My mom was diagnosed with stage 3 breast cancer on January 16th, 2012 and was given a sixty percent chance to be alive in five years. She always told me “if I had a sixty percent chance of winning the lottery, I’d play.” But when it’s your mother, when it’s your only parent, those odds weren’t exactly comforting. She always told me that everything would be okay, but even if it wasn’t okay, we would go on trips, do fun things, and take pictures of everything. I took a picture of her sitting on the end of my bed that moment.
It was hard to understand why she was so tired all the time, the chemo wore her body out, she said. I felt terrible. Here my mom was spiraling downwards like one of those pennies in the donation bins you see in Walmart. Going through loops and turns and every which way, but always down, and there was nothing that I could do about it.

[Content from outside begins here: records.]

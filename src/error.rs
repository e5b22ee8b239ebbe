//! Crate-level error type

use thiserror::Error;

#[derive(Error, Debug)]
pub enum WordleError {
    #[error("IO Error: {0}")]
    Io(#[from] std::io::Error),

    #[error("JSON Parsing Error: {0}")]
    Json(#[from] serde_json::Error),

    #[error("Saved Game Rejected: {0}")]
    Snapshot(#[from] crate::game::SnapshotError),

    #[error("Answer list is empty")]
    EmptyAnswerList,
}

pub type WordleResult<T> = Result<T, WordleError>;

That summer was a blur. I ended up stopping school because my mom couldn’t take it. Come to think of it, I couldn’t take it either. I couldn’t even go to church without a bunch of strangers stopping me and saying apologetic nothings like, “Oh honey I’m so sorry about your mom,” or, “how’re you and your mom holding up princess?” They said sorry like it was their fault or something. All the doctors’ appointments, all the chemo infusions, all the houses I had to stay at during those times, it became a lot, for my mom too. So, when she found out about Little Pink Houses of Hope, it was a relief. A ray of sunshine in a hurricane.
In June, we found out we were accepted into the retreat, and in November, we were in Myrtle Beach. That week was like a dream. The people we met, the experiences we had, it was all so perfect. At the end of the week, when we pulled out of the campground, my mom turned to me and said, “for the first time, I don’t feel like I have cancer.”

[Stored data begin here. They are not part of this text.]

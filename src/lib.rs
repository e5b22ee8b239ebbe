//! Wordle TUI
//!
//! Guess the hidden five-letter word in six tries, in the terminal.
//!
//! # Quick Start
//!
//! ```rust
//! use wordle_tui::core::{Feedback, LetterStatus, Word};
//!
//! let guess = Word::new("speed").unwrap();
//! let answer = Word::new("erase").unwrap();
//!
//! let feedback = Feedback::calculate(&guess, &answer);
//! assert_eq!(feedback.to_emoji(), "🟨⬜🟨🟨⬜");
//! assert_eq!(feedback.count(LetterStatus::Present), 3);
//! ```

// Core domain types
pub mod core;

// Game session state machine
pub mod game;

// Word lists
pub mod wordlists;

// Save slot
pub mod storage;

pub mod config;
pub mod error;

// Command implementations
pub mod commands;

// Terminal output formatting
pub mod output;

// Interactive TUI interface
pub mod interactive;
//! In-memory store for `--no-save` sessions and tests

use super::Store;
use crate::game::Snapshot;
use std::cell::RefCell;
use tracing::warn;

/// Keeps the serialized snapshot in memory
///
/// Goes through the same JSON encoding as [`super::FileStore`], so tests using
/// it exercise the real format.
#[derive(Debug, Default)]
pub struct MemoryStore {
    contents: RefCell<Option<String>>,
}

impl MemoryStore {
    #[must_use]
    pub fn new() -> Self {
        Self::default()
    }

    /// Start with raw (possibly invalid) contents
    #[must_use]
    pub fn with_contents(contents: impl Into<String>) -> Self {
        Self {
            contents: RefCell::new(Some(contents.into())),
        }
    }

    /// Raw contents of the slot
    #[must_use]
    pub fn contents(&self) -> Option<String> {
        self.contents.borrow().clone()
    }
}

impl Store for MemoryStore {
    fn load(&self) -> Option<Snapshot> {
        let contents = self.contents.borrow();
        let json = contents.as_deref()?;

        serde_json::from_str(json)
            .inspect_err(|e| warn!(error = %e, "ignoring unreadable in-memory save"))
            .ok()
    }

    fn save(&self, snapshot: &Snapshot) {
        match serde_json::to_string(snapshot) {
            Ok(json) => *self.contents.borrow_mut() = Some(json),
            Err(e) => warn!(error = %e, "failed to encode game"),
        }
    }
}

Yeah, everything was going to be just fine.
I was eleven years, two months and two weeks old when my mom had her double mastectomy. I was the first person to visit her when she woke up, so I saw the look on her face. She was smiling.
Yeah, everything was just fine.
Even though she was in constant pain, my mom was always a mom to me. She took care of me, listened to my problems, fed me, without missing a beat. She helped me with school and planning my future.

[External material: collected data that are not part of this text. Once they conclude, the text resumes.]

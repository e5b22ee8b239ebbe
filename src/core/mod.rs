//! Core domain types for Wordle
//!
//! Pure, allocation-light types: words, per-letter feedback and the keyboard
//! hint map. Nothing here touches I/O or randomness.

mod feedback;
mod keys;
mod word;

pub use feedback::{Feedback, LetterStatus};
pub use keys::KeyStatusMap;
pub use word::{WORD_LENGTH, Word, WordError};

I’ve had the same plan since I was ten. I’m going to go to community college in high-school, get my all of my prerequisites in, then when I’m eighteen, go to nursing school. When I’m twenty, work as an RN while getting my BSN. Then I’m going to transfer to VCU (hopefully) and go to nurse anesthetist school. When I’m twenty-six, I’ll graduate.
Without my mom’s help and support, I wouldn’t even know where to begin with my life. She has taught me so much and has gone above and beyond the call of duty as a mother, and she became my best friend. Even through cancer, and all of life’s hardships, I would not trade it for the world, because I have never been more inspired by anyone.